■ **Data shown**
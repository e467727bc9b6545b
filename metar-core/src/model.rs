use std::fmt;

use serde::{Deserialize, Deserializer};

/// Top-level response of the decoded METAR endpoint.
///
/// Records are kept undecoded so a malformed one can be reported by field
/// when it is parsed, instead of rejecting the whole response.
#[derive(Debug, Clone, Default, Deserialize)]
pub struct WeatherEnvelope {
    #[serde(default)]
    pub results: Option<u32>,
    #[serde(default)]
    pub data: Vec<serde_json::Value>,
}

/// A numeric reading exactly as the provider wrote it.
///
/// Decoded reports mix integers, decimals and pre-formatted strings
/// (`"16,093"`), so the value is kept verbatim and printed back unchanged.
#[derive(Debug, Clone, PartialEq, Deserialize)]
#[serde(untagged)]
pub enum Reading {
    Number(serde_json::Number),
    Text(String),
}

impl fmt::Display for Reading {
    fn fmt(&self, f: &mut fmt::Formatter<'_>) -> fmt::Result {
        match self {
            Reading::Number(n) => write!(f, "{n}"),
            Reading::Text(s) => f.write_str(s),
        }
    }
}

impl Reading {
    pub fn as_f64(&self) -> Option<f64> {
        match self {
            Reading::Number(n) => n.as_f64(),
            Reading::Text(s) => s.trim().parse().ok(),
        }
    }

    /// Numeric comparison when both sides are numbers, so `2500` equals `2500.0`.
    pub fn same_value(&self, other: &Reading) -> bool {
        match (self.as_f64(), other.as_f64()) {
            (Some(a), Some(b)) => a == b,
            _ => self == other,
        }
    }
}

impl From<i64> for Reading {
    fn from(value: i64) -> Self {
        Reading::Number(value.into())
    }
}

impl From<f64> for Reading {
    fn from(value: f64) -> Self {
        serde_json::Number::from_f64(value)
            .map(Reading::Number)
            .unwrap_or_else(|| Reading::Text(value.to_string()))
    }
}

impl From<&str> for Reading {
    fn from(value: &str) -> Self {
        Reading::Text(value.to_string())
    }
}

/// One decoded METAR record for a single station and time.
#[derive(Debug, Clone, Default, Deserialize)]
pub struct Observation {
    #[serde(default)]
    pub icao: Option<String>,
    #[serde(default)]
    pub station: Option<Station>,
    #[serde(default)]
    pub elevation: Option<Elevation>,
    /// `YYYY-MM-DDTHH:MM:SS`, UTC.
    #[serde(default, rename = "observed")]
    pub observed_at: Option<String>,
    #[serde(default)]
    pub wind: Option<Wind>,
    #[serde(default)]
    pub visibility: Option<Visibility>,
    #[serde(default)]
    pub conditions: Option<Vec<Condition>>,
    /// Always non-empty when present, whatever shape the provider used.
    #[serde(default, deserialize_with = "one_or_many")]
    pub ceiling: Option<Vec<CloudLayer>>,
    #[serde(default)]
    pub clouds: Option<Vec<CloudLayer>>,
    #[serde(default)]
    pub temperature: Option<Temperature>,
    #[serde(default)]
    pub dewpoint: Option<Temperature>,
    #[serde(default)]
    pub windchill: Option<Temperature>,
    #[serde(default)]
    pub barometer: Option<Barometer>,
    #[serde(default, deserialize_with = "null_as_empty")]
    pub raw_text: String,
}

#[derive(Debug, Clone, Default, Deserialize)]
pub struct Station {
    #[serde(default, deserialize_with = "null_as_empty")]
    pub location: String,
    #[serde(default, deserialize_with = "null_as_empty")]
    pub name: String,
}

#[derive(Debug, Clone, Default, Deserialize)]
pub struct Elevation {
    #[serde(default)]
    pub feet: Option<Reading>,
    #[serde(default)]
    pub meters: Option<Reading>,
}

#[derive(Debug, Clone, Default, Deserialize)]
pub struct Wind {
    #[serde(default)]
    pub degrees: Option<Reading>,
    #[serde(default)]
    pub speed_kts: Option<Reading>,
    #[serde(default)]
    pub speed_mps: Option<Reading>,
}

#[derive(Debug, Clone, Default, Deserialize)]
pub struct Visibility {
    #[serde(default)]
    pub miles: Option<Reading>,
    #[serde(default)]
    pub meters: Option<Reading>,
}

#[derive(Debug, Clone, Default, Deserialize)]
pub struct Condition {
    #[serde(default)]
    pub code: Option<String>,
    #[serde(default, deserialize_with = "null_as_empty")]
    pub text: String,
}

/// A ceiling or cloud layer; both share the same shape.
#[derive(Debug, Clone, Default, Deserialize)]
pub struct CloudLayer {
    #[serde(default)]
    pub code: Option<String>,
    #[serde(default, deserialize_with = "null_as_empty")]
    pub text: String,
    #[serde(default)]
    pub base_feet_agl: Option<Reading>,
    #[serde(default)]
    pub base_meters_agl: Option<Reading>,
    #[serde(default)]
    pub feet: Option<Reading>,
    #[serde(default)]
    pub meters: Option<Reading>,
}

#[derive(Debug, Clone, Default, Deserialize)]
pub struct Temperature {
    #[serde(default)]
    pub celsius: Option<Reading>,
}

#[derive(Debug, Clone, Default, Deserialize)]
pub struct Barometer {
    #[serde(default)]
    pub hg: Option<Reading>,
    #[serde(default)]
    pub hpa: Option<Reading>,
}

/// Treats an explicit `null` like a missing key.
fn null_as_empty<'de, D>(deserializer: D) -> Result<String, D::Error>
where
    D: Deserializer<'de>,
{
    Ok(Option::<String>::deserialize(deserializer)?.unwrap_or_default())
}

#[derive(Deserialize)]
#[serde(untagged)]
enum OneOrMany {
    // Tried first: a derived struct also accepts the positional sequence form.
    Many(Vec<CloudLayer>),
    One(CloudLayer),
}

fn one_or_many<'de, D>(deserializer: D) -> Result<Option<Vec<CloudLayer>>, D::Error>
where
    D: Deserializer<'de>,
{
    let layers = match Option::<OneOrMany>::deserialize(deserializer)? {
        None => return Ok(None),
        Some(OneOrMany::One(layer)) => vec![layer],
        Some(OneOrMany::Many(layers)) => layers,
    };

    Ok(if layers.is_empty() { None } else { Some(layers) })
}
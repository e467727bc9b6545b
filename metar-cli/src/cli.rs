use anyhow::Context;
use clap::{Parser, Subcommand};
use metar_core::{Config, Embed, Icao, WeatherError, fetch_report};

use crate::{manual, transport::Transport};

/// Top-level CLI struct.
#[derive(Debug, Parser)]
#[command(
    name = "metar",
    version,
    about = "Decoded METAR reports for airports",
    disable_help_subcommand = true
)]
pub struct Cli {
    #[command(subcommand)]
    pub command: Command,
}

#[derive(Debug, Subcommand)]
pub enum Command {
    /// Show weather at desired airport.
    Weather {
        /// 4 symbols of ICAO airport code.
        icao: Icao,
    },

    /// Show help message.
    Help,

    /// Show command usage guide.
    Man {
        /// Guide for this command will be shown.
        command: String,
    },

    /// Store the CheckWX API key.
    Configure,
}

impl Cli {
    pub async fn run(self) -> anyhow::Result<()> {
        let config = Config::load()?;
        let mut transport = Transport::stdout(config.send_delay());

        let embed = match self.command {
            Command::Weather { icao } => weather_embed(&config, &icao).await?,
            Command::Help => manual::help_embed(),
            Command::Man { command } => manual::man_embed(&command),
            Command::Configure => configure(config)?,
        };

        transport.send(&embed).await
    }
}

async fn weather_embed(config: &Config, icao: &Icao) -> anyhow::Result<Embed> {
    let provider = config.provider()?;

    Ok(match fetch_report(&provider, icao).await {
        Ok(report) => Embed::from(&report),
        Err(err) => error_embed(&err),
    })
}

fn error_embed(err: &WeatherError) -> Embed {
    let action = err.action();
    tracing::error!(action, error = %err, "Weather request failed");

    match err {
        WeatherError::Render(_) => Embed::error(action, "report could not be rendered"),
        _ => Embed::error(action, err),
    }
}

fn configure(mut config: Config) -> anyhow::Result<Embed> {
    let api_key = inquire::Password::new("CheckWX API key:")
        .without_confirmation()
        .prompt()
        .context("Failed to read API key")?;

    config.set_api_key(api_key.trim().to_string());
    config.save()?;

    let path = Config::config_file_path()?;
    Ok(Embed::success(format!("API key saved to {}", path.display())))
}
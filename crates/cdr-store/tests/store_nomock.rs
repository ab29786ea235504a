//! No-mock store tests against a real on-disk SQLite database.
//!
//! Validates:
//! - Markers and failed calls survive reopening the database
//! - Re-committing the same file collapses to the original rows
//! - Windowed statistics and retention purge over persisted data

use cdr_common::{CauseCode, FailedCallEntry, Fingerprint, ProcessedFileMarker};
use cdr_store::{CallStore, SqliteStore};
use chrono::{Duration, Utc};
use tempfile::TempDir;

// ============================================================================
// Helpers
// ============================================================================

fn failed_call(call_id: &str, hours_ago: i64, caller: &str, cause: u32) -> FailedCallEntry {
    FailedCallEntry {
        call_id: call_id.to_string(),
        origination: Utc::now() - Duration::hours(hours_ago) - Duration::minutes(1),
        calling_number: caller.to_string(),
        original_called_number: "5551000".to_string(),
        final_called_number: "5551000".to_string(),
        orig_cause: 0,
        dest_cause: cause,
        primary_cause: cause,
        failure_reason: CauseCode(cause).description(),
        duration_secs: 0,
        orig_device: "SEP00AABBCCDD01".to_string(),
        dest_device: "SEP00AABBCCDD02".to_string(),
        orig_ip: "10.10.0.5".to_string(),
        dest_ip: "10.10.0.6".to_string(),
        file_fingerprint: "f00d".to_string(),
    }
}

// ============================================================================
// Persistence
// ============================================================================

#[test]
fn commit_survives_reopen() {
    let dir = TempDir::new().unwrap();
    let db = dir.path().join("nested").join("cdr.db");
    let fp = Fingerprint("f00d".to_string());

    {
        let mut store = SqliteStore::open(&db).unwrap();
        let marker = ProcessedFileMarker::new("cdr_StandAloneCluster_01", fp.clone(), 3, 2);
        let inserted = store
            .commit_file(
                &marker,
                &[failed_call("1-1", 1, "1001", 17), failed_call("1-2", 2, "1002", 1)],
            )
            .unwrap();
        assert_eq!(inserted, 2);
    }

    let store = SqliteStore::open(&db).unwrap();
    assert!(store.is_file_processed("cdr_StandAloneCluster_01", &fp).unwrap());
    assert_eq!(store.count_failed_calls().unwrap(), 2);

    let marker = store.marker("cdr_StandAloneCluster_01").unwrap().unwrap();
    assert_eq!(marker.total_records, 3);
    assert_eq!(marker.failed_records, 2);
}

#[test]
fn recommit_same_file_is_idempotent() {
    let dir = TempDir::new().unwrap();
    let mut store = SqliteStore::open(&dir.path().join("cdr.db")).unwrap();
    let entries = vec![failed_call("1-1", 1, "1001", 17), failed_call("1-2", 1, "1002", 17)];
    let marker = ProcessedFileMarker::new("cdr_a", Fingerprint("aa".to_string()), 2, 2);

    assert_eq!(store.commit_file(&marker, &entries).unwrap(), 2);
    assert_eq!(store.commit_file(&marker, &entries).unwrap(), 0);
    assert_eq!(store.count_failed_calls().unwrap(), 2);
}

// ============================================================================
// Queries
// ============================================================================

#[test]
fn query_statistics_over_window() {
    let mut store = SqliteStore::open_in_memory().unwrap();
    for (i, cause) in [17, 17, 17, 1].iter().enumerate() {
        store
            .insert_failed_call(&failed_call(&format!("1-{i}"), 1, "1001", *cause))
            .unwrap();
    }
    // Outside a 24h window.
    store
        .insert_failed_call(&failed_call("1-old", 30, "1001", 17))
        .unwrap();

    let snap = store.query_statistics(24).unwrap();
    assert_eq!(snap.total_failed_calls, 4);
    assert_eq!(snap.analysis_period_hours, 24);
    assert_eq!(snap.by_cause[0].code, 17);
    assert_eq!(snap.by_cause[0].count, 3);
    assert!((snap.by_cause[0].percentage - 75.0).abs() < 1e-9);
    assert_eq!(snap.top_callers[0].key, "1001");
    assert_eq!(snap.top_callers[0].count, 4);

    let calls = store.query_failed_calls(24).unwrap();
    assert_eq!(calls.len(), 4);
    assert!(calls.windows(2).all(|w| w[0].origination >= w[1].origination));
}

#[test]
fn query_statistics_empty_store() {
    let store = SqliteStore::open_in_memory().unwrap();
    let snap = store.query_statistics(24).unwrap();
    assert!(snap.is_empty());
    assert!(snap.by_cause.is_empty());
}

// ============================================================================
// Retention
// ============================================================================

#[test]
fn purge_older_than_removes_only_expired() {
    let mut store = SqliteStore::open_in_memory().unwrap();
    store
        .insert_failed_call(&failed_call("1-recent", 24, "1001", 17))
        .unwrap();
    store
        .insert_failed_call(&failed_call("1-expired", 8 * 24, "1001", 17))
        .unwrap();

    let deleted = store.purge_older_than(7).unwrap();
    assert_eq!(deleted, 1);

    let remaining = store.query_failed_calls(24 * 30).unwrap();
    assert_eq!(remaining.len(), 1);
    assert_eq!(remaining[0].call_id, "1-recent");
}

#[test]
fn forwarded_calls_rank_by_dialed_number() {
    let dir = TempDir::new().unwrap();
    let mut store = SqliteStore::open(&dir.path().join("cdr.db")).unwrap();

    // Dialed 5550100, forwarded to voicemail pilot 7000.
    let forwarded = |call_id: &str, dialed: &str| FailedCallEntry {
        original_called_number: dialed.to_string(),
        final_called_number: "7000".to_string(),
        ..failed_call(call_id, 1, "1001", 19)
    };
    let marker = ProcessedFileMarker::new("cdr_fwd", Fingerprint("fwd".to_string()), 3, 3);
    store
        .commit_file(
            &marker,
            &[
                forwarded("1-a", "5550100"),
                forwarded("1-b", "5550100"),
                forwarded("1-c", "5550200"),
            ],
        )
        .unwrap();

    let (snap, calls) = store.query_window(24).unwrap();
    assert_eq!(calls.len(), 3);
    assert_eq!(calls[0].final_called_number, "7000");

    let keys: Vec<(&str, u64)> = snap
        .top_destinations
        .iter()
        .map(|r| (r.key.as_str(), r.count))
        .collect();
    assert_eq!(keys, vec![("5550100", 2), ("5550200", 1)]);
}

■ **Problem description**
Return the lines of the records that include the string "Visibility".

■ **Exercise answer**
    pub visibility: Option<Visibility>,
pub struct Visibility {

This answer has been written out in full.